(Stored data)
________________

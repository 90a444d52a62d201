use crate::error::ConfigError;
use std::path::Path;

// Declare the modules that make up this crate.
pub mod error;
pub mod logging;
pub mod settings;

// Re-export the core types to provide a clean public API.
pub use logging::init_logging;
pub use settings::{
    AnalysisConfig, Basket, Config, LoggingConfig, OutputFormat, ReportConfig, SolverConfig,
};

/// Prefix of environment variables that override file settings,
/// e.g. `EIGENTREND__SOLVER__MAX_SWEEPS=200`.
const ENV_PREFIX: &str = "EIGENTREND";

/// Loads the application configuration.
///
/// Reads `path` when given (the file must exist), otherwise an optional
/// `config.toml` in the working directory. Environment variables are layered on
/// top, and the result is validated before it is returned.
pub fn load_config(path: Option<&Path>) -> Result<Config, ConfigError> {
    let file = match path {
        Some(path) => config::File::from(path).required(true),
        None => config::File::with_name("config.toml").required(false),
    };

    let builder = config::Config::builder()
        .add_source(file)
        .add_source(config::Environment::with_prefix(ENV_PREFIX).separator("__"));

    finish(builder)
}

/// Parses configuration from a TOML string, applying the same defaults and validation.
pub fn config_from_toml(toml: &str) -> Result<Config, ConfigError> {
    let builder = config::Config::builder()
        .add_source(config::File::from_str(toml, config::FileFormat::Toml));
    finish(builder)
}

fn finish(
    builder: config::ConfigBuilder<config::builder::DefaultState>,
) -> Result<Config, ConfigError> {
    // Attempt to deserialize the entire configuration into our `Config` struct
    let config = builder.build()?.try_deserialize::<Config>()?;
    config.validate()?;
    tracing::debug!(?config, "Configuration loaded.");
    Ok(config)
}
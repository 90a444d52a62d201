use chrono::NaiveDate;
use core_types::InstrumentId;
use thiserror::Error;

#[derive(Error, Debug)]
pub enum MarketDataError {
    #[error("Failed to read price file: {0}")]
    Io(#[from] std::io::Error),

    #[error("Failed to parse price document: {0}")]
    Json(#[from] serde_json::Error),

    #[error("Price document contains no dates")]
    Empty,

    #[error("No quote for {instrument} on {date}")]
    MissingQuote { date: NaiveDate, instrument: InstrumentId },
}
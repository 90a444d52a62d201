use core_types::{InstrumentId, LabeledMatrix, Matrix};
use eigensolver::ConvergenceStatus;
use serde::{Deserialize, Serialize};

/// One principal component: an eigenvalue and its per-instrument loadings.
#[derive(Debug, Clone, PartialEq, Serialize, Deserialize)]
pub struct PrincipalComponent {
    /// 1-based position in descending eigenvalue order (PC1, PC2, ...).
    pub rank: usize,
    pub eigenvalue: f64,
    /// Eigenvector entries, in the same order as `PcaResult::instruments`.
    pub loadings: Vec<f64>,
    /// Share of total variance carried by this component, in percent.
    pub variance_explained_pct: f64,
}

impl PrincipalComponent {
    pub fn label(&self) -> String {
        format!("PC{}", self.rank)
    }
}

/// The sorted eigen-decomposition of a covariance matrix and its headline statistics.
#[derive(Debug, Clone, PartialEq, Serialize, Deserialize)]
pub struct PcaResult {
    pub instruments: Vec<InstrumentId>,
    /// Sorted by descending eigenvalue.
    pub components: Vec<PrincipalComponent>,
    /// Sum of all eigenvalues, equal to the covariance trace up to rounding.
    pub total_variance: f64,
    /// Variance explained by the leading component, in percent within [0, 100].
    pub variance_explained: f64,
    /// Instrument selected from the leading eigenvector by the configured rule.
    pub main_trend_instrument: InstrumentId,
    pub convergence: ConvergenceStatus,
}

impl PcaResult {
    pub fn leading(&self) -> Option<&PrincipalComponent> {
        self.components.first()
    }

    pub fn eigenvalues(&self) -> Vec<f64> {
        self.components.iter().map(|c| c.eigenvalue).collect()
    }

    /// Eigenvectors as a matrix with one row per instrument and one column per component.
    pub fn eigenvector_matrix(&self) -> Matrix {
        let n = self.instruments.len();
        let mut m = Matrix::zeros(n, self.components.len());
        for (col, component) in self.components.iter().enumerate() {
            for (row, &loading) in component.loadings.iter().enumerate() {
                m.set(row, col, loading);
            }
        }
        m
    }

    /// Running total of `variance_explained_pct`, component by component.
    pub fn cumulative_variance_explained(&self) -> Vec<f64> {
        self.components
            .iter()
            .scan(0.0, |acc, c| {
                *acc += c.variance_explained_pct;
                Some(*acc)
            })
            .collect()
    }
}

/// Compounded return of one instrument over the analysis window.
#[derive(Debug, Clone, PartialEq, Serialize, Deserialize)]
pub struct InstrumentReturn {
    pub instrument: InstrumentId,
    pub cumulative_return: f64,
}

/// Everything a single analysis request produces.
///
/// This struct is the final output of the `PcaEngine` and is handed as-is to
/// whatever renders or serializes the analysis.
#[derive(Debug, Clone, PartialEq, Serialize, Deserialize)]
pub struct PcaReport {
    pub result: PcaResult,
    pub covariance: LabeledMatrix,
    pub correlation: LabeledMatrix,
    /// Number of price observations used.
    pub trading_days: usize,
    pub cumulative_returns: Vec<InstrumentReturn>,
}
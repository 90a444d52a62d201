//! # Eigentrend Market Data
//!
//! Loads closing prices for the configured basket from JSON price documents and
//! aligns them into `PriceSeries` ready for the analytics engine.

pub mod error;
pub mod loader;

pub use error::MarketDataError;
pub use loader::{load_price_file, parse_price_document};
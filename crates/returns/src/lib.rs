//! # Eigentrend Returns
//!
//! Turns aligned closing-price series into simple daily return series, the
//! first stage of the PCA pipeline.
//!
//! - `ReturnSeriesBuilder`: validates alignment and prices, then computes returns.
//! - `DateWindow`: an inclusive trading-date range applied before computing returns.
//! - `ReturnsError`: every way the input can be unusable.

pub mod builder;
pub mod error;

pub use builder::{DateWindow, ReturnSeriesBuilder};
pub use error::ReturnsError;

________________

Exercise aim:
Reproduce the data exactly, character for character.

Solution to this problem:
repository 90a444d52a62d201
use crate::error::ConfigError;
use std::path::Path;

// Declare the modules that make up this crate.
pub mod error;
pub mod logging;
pub mod settings;

// Re-export the core types to provide a clean public API.
pub use logging::init_logging;
pub use settings::{
    AnalysisConfig, Basket, Config, LoggingConfig, OutputFormat, ReportConfig, SolverConfig,
};

/// Prefix of environment variables that override file settings,
/// e.g. `EIGENTREND__SOLVER__MAX_SWEEPS=200`.
const ENV_PREFIX: &str = "EIGENTREND";

/// Loads the application configuration.
///
/// Reads `path` when given (the file must exist), otherwise an optional
/// `config.toml` in the working directory. Environment variables are layered on
/// top, and the result is validated before it is returned.
pub fn load_config(path: Option<&Path>) -> Result<Config, ConfigError> {
    let file = match path {
        Some(path) => config::File::from(path).required(true),
        None => config::File::with_name("config.toml").required(false),
    };

    let builder = config::Config::builder()
        .add_source(file)
        .add_source(config::Environment::with_prefix(ENV_PREFIX).separator("__"));

    finish(builder)
}

/// Parses configuration from a TOML string, applying the same defaults and validation.
pub fn config_from_toml(toml: &str) -> Result<Config, ConfigError> {
    let builder = config::Config::builder()
        .add_source(config::File::from_str(toml, config::FileFormat::Toml));
    finish(builder)
}

fn finish(
    builder: config::ConfigBuilder<config::builder::DefaultState>,
) -> Result<Config, ConfigError> {
    // Attempt to deserialize the entire configuration into our `Config` struct
    let config = builder.build()?.try_deserialize::<Config>()?;
    config.validate()?;
    tracing::debug!(?config, "Configuration loaded.");
    Ok(config)
}
repository 90a444d52a62d201
use chrono::NaiveDate;
use core_types::InstrumentId;
use thiserror::Error;

#[derive(Error, Debug)]
pub enum MarketDataError {
    #[error("Failed to read price file: {0}")]
    Io(#[from] std::io::Error),

    #[error("Failed to parse price document: {0}")]
    Json(#[from] serde_json::Error),

    #[error("Price document contains no dates")]
    Empty,

    #[error("No quote for {instrument} on {date}")]
    MissingQuote { date: NaiveDate, instrument: InstrumentId },
}
repository 90a444d52a62d201
use core_types::{InstrumentId, LabeledMatrix, Matrix};
use eigensolver::ConvergenceStatus;
use serde::{Deserialize, Serialize};

/// One principal component: an eigenvalue and its per-instrument loadings.
#[derive(Debug, Clone, PartialEq, Serialize, Deserialize)]
pub struct PrincipalComponent {
    /// 1-based position in descending eigenvalue order (PC1, PC2, ...).
    pub rank: usize,
    pub eigenvalue: f64,
    /// Eigenvector entries, in the same order as `PcaResult::instruments`.
    pub loadings: Vec<f64>,
    /// Share of total variance carried by this component, in percent.
    pub variance_explained_pct: f64,
}

impl PrincipalComponent {
    pub fn label(&self) -> String {
        format!("PC{}", self.rank)
    }
}

/// The sorted eigen-decomposition of a covariance matrix and its headline statistics.
#[derive(Debug, Clone, PartialEq, Serialize, Deserialize)]
pub struct PcaResult {
    pub instruments: Vec<InstrumentId>,
    /// Sorted by descending eigenvalue.
    pub components: Vec<PrincipalComponent>,
    /// Sum of all eigenvalues, equal to the covariance trace up to rounding.
    pub total_variance: f64,
    /// Variance explained by the leading component, in percent within [0, 100].
    pub variance_explained: f64,
    /// Instrument selected from the leading eigenvector by the configured rule.
    pub main_trend_instrument: InstrumentId,
    pub convergence: ConvergenceStatus,
}

impl PcaResult {
    pub fn leading(&self) -> Option<&PrincipalComponent> {
        self.components.first()
    }

    pub fn eigenvalues(&self) -> Vec<f64> {
        self.components.iter().map(|c| c.eigenvalue).collect()
    }

    /// Eigenvectors as a matrix with one row per instrument and one column per component.
    pub fn eigenvector_matrix(&self) -> Matrix {
        let n = self.instruments.len();
        let mut m = Matrix::zeros(n, self.components.len());
        for (col, component) in self.components.iter().enumerate() {
            for (row, &loading) in component.loadings.iter().enumerate() {
                m.set(row, col, loading);
            }
        }
        m
    }

    /// Running total of `variance_explained_pct`, component by component.
    pub fn cumulative_variance_explained(&self) -> Vec<f64> {
        self.components
            .iter()
            .scan(0.0, |acc, c| {
                *acc += c.variance_explained_pct;
                Some(*acc)
            })
            .collect()
    }
}

/// Compounded return of one instrument over the analysis window.
#[derive(Debug, Clone, PartialEq, Serialize, Deserialize)]
pub struct InstrumentReturn {
    pub instrument: InstrumentId,
    pub cumulative_return: f64,
}

/// Everything a single analysis request produces.
///
/// This struct is the final output of the `PcaEngine` and is handed as-is to
/// whatever renders or serializes the analysis.
#[derive(Debug, Clone, PartialEq, Serialize, Deserialize)]
pub struct PcaReport {
    pub result: PcaResult,
    pub covariance: LabeledMatrix,
    pub correlation: LabeledMatrix,
    /// Number of price observations used.
    pub trading_days: usize,
    pub cumulative_returns: Vec<InstrumentReturn>,
}
repository 90a444d52a62d201
//! # Eigentrend Market Data
//!
//! Loads closing prices for the configured basket from JSON price documents and
//! aligns them into `PriceSeries` ready for the analytics engine.

pub mod error;
pub mod loader;

pub use error::MarketDataError;
pub use loader::{load_price_file, parse_price_document};
filename crates/returns/src/lib.rs
//! # Eigentrend Returns
//!
//! Turns aligned closing-price series into simple daily return series, the
//! first stage of the PCA pipeline.
//!
//! - `ReturnSeriesBuilder`: validates alignment and prices, then computes returns.
//! - `DateWindow`: an inclusive trading-date range applied before computing returns.
//! - `ReturnsError`: every way the input can be unusable.

pub mod builder;
pub mod error;

pub use builder::{DateWindow, ReturnSeriesBuilder};
pub use error::ReturnsError;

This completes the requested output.